Meskipun insiden ini tidak menyebabkan krisis yang lebih besar, potensi konsekuensi bencana kebocoran ePPP telah menyakinkan ilmuwan bahwa kita harus menghentikan semua penelitian semacam ini. Jika tidak, apa yang dapat kita lakukan untuk mengurangi risiko? Pertama, mengurangi kesalahan manusia dengan memeriksa kesalahan masa lalu. Beberapa ahli menyarankan pembuatan basis data internasional yang berisi kebocoran, kecelakaan nyaris terjadi, dan perbaikannya untuk membantu lab menyesuaikan protokolnya demi meminimalkan kesalahan manusia. Selain itu, sistem peringatan dini pandemi yang kuat dan didanai dengan baik akan membantu melindungi kita dari wabah penyakit apa pun, baik bersumber dari kebocoran laboratorium maupun penyebab alami.
Developing the kind of global standards and databases necessary for these changes would be difficult— requiring unprecedented international collaboration and transparency.
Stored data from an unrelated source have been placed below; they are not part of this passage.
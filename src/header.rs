use std::io::{ErrorKind, Read, Write};

use crate::{
    Error, Result,
    element::{ByteOrder, ElementType},
};

/// Magic prefix of a raw stack file, followed by two version bytes.
pub const MAGIC: &[u8; 6] = b"\x93NUMPY";

/// Shortest possible header: magic, version, 2-byte length field.
pub const MIN_HEADER_SIZE: u64 = 10;

/// Decoded stack header: element type, per-axis extents and the byte
/// offset at which frame data begins.
///
/// Axis 0 is the frame count; the remaining axes describe one plane,
/// row-major. The stream position after [HeaderDescriptor::parse] is
/// unspecified; seek to [HeaderDescriptor::header_size] before reading
/// frame data.
#[derive(Debug, Clone, PartialEq, Eq)]
pub struct HeaderDescriptor {
    pub element: ElementType,
    pub byte_order: ByteOrder,
    pub shape: Vec<u64>,
    pub header_size: u64,
}

impl HeaderDescriptor {
    /// Parse a stack header from the current stream position.
    pub fn parse(reader: &mut impl Read) -> Result<Self> {
        let mut prefix = [0u8; 8];
        read_header_bytes(reader, &mut prefix)?;
        if &prefix[..6] != MAGIC {
            return Err(Error::malformed(format!(
                "bad magic prefix {:?}",
                &prefix[..6]
            )));
        }
        let (major, minor) = (prefix[6], prefix[7]);

        // Version 1 carries a 2-byte block length, later versions 4 bytes.
        let (block_len, len_field_size) = match major {
            1 => {
                let mut b = [0u8; 2];
                read_header_bytes(reader, &mut b)?;
                (u16::from_le_bytes(b) as u64, 2u64)
            }
            2 | 3 => {
                let mut b = [0u8; 4];
                read_header_bytes(reader, &mut b)?;
                (u32::from_le_bytes(b) as u64, 4u64)
            }
            _ => {
                return Err(Error::malformed(format!(
                    "unsupported format version {major}.{minor}"
                )));
            }
        };

        let mut block = vec![0u8; block_len as usize];
        read_header_bytes(reader, &mut block)?;
        // The block is Latin-1; every byte maps to the same scalar value.
        let text: String = block.iter().map(|&b| b as char).collect();
        let fields = parse_dict(&text)?;

        let descr = fields
            .descr
            .ok_or_else(|| Error::malformed("missing 'descr' key"))?;
        let fortran_order = fields
            .fortran_order
            .ok_or_else(|| Error::malformed("missing 'fortran_order' key"))?;
        let raw_shape = fields
            .shape
            .ok_or_else(|| Error::malformed("missing 'shape' key"))?;

        if fortran_order {
            return Err(Error::malformed(
                "Fortran-order stacks are not supported: planes must be row-major",
            ));
        }
        if raw_shape.len() < 3 {
            return Err(Error::malformed(format!(
                "expected at least 3 axes (frames, rows, columns), got {}",
                raw_shape.len()
            )));
        }
        let shape = raw_shape
            .iter()
            .map(|&n| {
                u64::try_from(n)
                    .ok()
                    .filter(|&n| n > 0)
                    .ok_or_else(|| Error::malformed(format!("non-positive extent {n}")))
            })
            .collect::<Result<Vec<u64>>>()?;

        let (element, byte_order) = ElementType::from_descr(&descr)?;

        Ok(HeaderDescriptor {
            element,
            byte_order,
            shape,
            header_size: 8 + len_field_size + block_len,
        })
    }

    pub fn element_size(&self) -> usize {
        self.element.size_in_bytes()
    }

    pub fn frame_count(&self) -> u64 {
        self.shape[0]
    }

    /// Samples per plane.
    pub fn plane_len(&self) -> u64 {
        self.shape[1..].iter().product()
    }

    /// Bytes per plane.
    pub fn plane_size(&self) -> usize {
        self.plane_len() as usize * self.element_size()
    }
}

/// Write a version 1.0 header for the given element type and shape,
/// returning the header size (= offset of the first frame byte).
///
/// Inverse of [HeaderDescriptor::parse]; the block is space-padded so the
/// data offset is a multiple of 64 bytes.
pub fn write_header(
    writer: &mut impl Write,
    element: ElementType,
    byte_order: ByteOrder,
    shape: &[u64],
) -> Result<u64> {
    let mut dict = format!(
        "{{'descr': '{}', 'fortran_order': False, 'shape': (",
        element.to_descr(byte_order)
    );
    for (i, extent) in shape.iter().enumerate() {
        if i > 0 {
            dict.push_str(", ");
        }
        dict.push_str(&extent.to_string());
    }
    if shape.len() == 1 {
        dict.push(',');
    }
    dict.push_str("), }");

    let unpadded = MAGIC.len() + 2 + 2 + dict.len() + 1;
    let padding = (64 - unpadded % 64) % 64;
    let block_len = dict.len() + padding + 1;

    writer.write_all(MAGIC)?;
    writer.write_all(&[1u8, 0u8])?;
    writer.write_all(&(block_len as u16).to_le_bytes())?;
    writer.write_all(dict.as_bytes())?;
    writer.write_all(&vec![b' '; padding])?;
    writer.write_all(b"\n")?;
    Ok((MAGIC.len() + 2 + 2 + block_len) as u64)
}

fn read_header_bytes(reader: &mut impl Read, buf: &mut [u8]) -> Result<()> {
    reader.read_exact(buf).map_err(|e| {
        if e.kind() == ErrorKind::UnexpectedEof {
            Error::malformed("unexpected end of header")
        } else {
            Error::Io(e)
        }
    })
}

#[derive(Debug, Default)]
struct DictFields {
    descr: Option<String>,
    fortran_order: Option<bool>,
    shape: Option<Vec<i64>>,
}

/// Parse the dict-literal metadata block, e.g.
/// `{'descr': '<u2', 'fortran_order': False, 'shape': (300, 512, 512), }`.
fn parse_dict(text: &str) -> Result<DictFields> {
    let mut scanner = Scanner::new(text);
    let mut fields = DictFields::default();

    scanner.skip_whitespace();
    scanner.expect('{')?;
    loop {
        scanner.skip_whitespace();
        if scanner.consume('}') {
            break;
        }
        let key = scanner.quoted_string()?;
        scanner.skip_whitespace();
        scanner.expect(':')?;
        scanner.skip_whitespace();
        match key.as_str() {
            "descr" => fields.descr = Some(scanner.quoted_string()?),
            "fortran_order" => fields.fortran_order = Some(scanner.boolean()?),
            "shape" => fields.shape = Some(scanner.int_tuple()?),
            _ => {
                return Err(Error::malformed(format!("unexpected key {key:?}")));
            }
        }
        scanner.skip_whitespace();
        if !scanner.consume(',') {
            scanner.skip_whitespace();
            scanner.expect('}')?;
            break;
        }
    }
    Ok(fields)
}

struct Scanner<'a> {
    chars: std::iter::Peekable<std::str::Chars<'a>>,
}

impl<'a> Scanner<'a> {
    fn new(text: &'a str) -> Self {
        Self {
            chars: text.chars().peekable(),
        }
    }

    fn skip_whitespace(&mut self) {
        while self.chars.next_if(|c| c.is_whitespace()).is_some() {}
    }

    fn consume(&mut self, expected: char) -> bool {
        self.chars.next_if_eq(&expected).is_some()
    }

    fn expect(&mut self, expected: char) -> Result<()> {
        match self.chars.next() {
            Some(c) if c == expected => Ok(()),
            other => Err(Error::malformed(format!(
                "expected {expected:?}, found {other:?}"
            ))),
        }
    }

    fn quoted_string(&mut self) -> Result<String> {
        let quote = match self.chars.next() {
            Some(c @ ('\'' | '"')) => c,
            other => {
                return Err(Error::malformed(format!(
                    "expected quoted string, found {other:?}"
                )));
            }
        };
        let mut out = String::new();
        loop {
            match self.chars.next() {
                Some(c) if c == quote => return Ok(out),
                Some(c) => out.push(c),
                None => return Err(Error::malformed("unterminated string")),
            }
        }
    }

    fn boolean(&mut self) -> Result<bool> {
        if self.keyword("True") {
            Ok(true)
        } else if self.keyword("False") {
            Ok(false)
        } else {
            Err(Error::malformed("expected True or False"))
        }
    }

    fn keyword(&mut self, word: &str) -> bool {
        if word.chars().next().is_some_and(|c| self.consume(c)) {
            for c in word.chars().skip(1) {
                if !self.consume(c) {
                    return false;
                }
            }
            true
        } else {
            false
        }
    }

    fn int_tuple(&mut self) -> Result<Vec<i64>> {
        self.expect('(')?;
        let mut out = Vec::new();
        loop {
            self.skip_whitespace();
            if self.consume(')') {
                return Ok(out);
            }
            out.push(self.integer()?);
            self.skip_whitespace();
            if !self.consume(',') {
                self.skip_whitespace();
                self.expect(')')?;
                return Ok(out);
            }
        }
    }

    fn integer(&mut self) -> Result<i64> {
        let mut digits = String::new();
        if self.consume('-') {
            digits.push('-');
        }
        while let Some(c) = self.chars.next_if(|c| c.is_ascii_digit()) {
            digits.push(c);
        }
        digits
            .parse()
            .map_err(|_| Error::malformed(format!("expected integer, found {digits:?}")))
    }
}
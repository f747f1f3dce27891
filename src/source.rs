use std::{
    fs,
    io::{BufReader, ErrorKind},
    path::{Path, PathBuf},
    thread,
    time::Duration,
};

use log::info;

use crate::{Error, Result, header::HeaderDescriptor};

/// The three operations the copy pipeline needs from an acquisition
/// file reader. Richer bindings adapt behind this.
pub trait FrameSource {
    /// Path of the raw frame-stack file.
    fn raw_stack_path(&self) -> &Path;

    /// Current authoritative frame count.
    fn frame_count(&self) -> u64;

    /// Re-synchronize with on-disk growth before the next
    /// [FrameSource::frame_count] call.
    fn refresh(&mut self) -> Result<()>;
}

/// Filesystem-backed source over a single raw stack file.
///
/// The frame count is the number of complete frames currently on disk,
/// capped at the extent the header declares, so it grows as an external
/// writer appends frame data.
#[derive(Debug)]
pub struct RawStackSource {
    path: PathBuf,
    header: HeaderDescriptor,
    frame_count: u64,
}

impl RawStackSource {
    pub fn open(path: impl AsRef<Path>) -> Result<Self> {
        let path = path.as_ref().to_owned();
        let file = match fs::File::open(&path) {
            Ok(f) => f,
            Err(e) if e.kind() == ErrorKind::NotFound => {
                return Err(Error::SourceNotFound { path });
            }
            Err(e) => return Err(e.into()),
        };
        let header = HeaderDescriptor::parse(&mut BufReader::new(file))?;
        let mut source = Self {
            path,
            header,
            frame_count: 0,
        };
        source.refresh()?;
        Ok(source)
    }

    /// Open, retrying at a fixed interval while the file does not exist
    /// yet. Attempts are bounded; the last failure is returned.
    pub fn open_with_retry(
        path: impl AsRef<Path>,
        attempts: u32,
        interval: Duration,
    ) -> Result<Self> {
        let path = path.as_ref();
        for attempt in 0..attempts {
            match Self::open(path) {
                Err(Error::SourceNotFound { .. }) if attempt + 1 < attempts => {
                    if attempt == 0 {
                        info!(
                            "source {} not present yet, retrying up to {attempts} times",
                            path.display()
                        );
                    }
                    thread::sleep(interval);
                }
                other => return other,
            }
        }
        Err(Error::SourceNotFound {
            path: path.to_owned(),
        })
    }

    pub fn header(&self) -> &HeaderDescriptor {
        &self.header
    }
}

impl FrameSource for RawStackSource {
    fn raw_stack_path(&self) -> &Path {
        &self.path
    }

    fn frame_count(&self) -> u64 {
        self.frame_count
    }

    fn refresh(&mut self) -> Result<()> {
        let file_len = fs::metadata(&self.path)?.len();
        let data_len = file_len.saturating_sub(self.header.header_size);
        self.frame_count =
            (data_len / self.header.plane_size() as u64).min(self.header.frame_count());
        Ok(())
    }
}
//! Re-encode raw `.npy` frame stacks into a chunked, randomly
//! addressable array store, optionally pacing the copy to emulate a
//! live acquisition feed whose source file is still being written.

pub mod chunk_key_encoding;
pub mod element;
mod error;
pub mod header;
pub mod metadata;
pub mod pacing;
pub mod pipeline;
pub mod sink;
pub mod source;
pub mod storage;

pub use error::{Error, Result};
pub use header::HeaderDescriptor;
pub use pacing::PacedScheduler;
pub use pipeline::{CopyMode, CopyPipeline, CopyReport, PipelineOptions};
pub use sink::{ChunkedSink, SinkOptions};
pub use source::{FrameSource, RawStackSource};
But we need to overcome these hurdles because pandemics don't care about borders or politics.
Mengembangkan jenis standar global dan basis data yang diperlukan untuk perubahan ini akan sulit karena butuh kolaborasi dan transparansi internasional yang belum pernah terjadi. Namun, kita perlu melewati rintangan ini karena pandemi tidak peduli dengan perbatasan atau politik.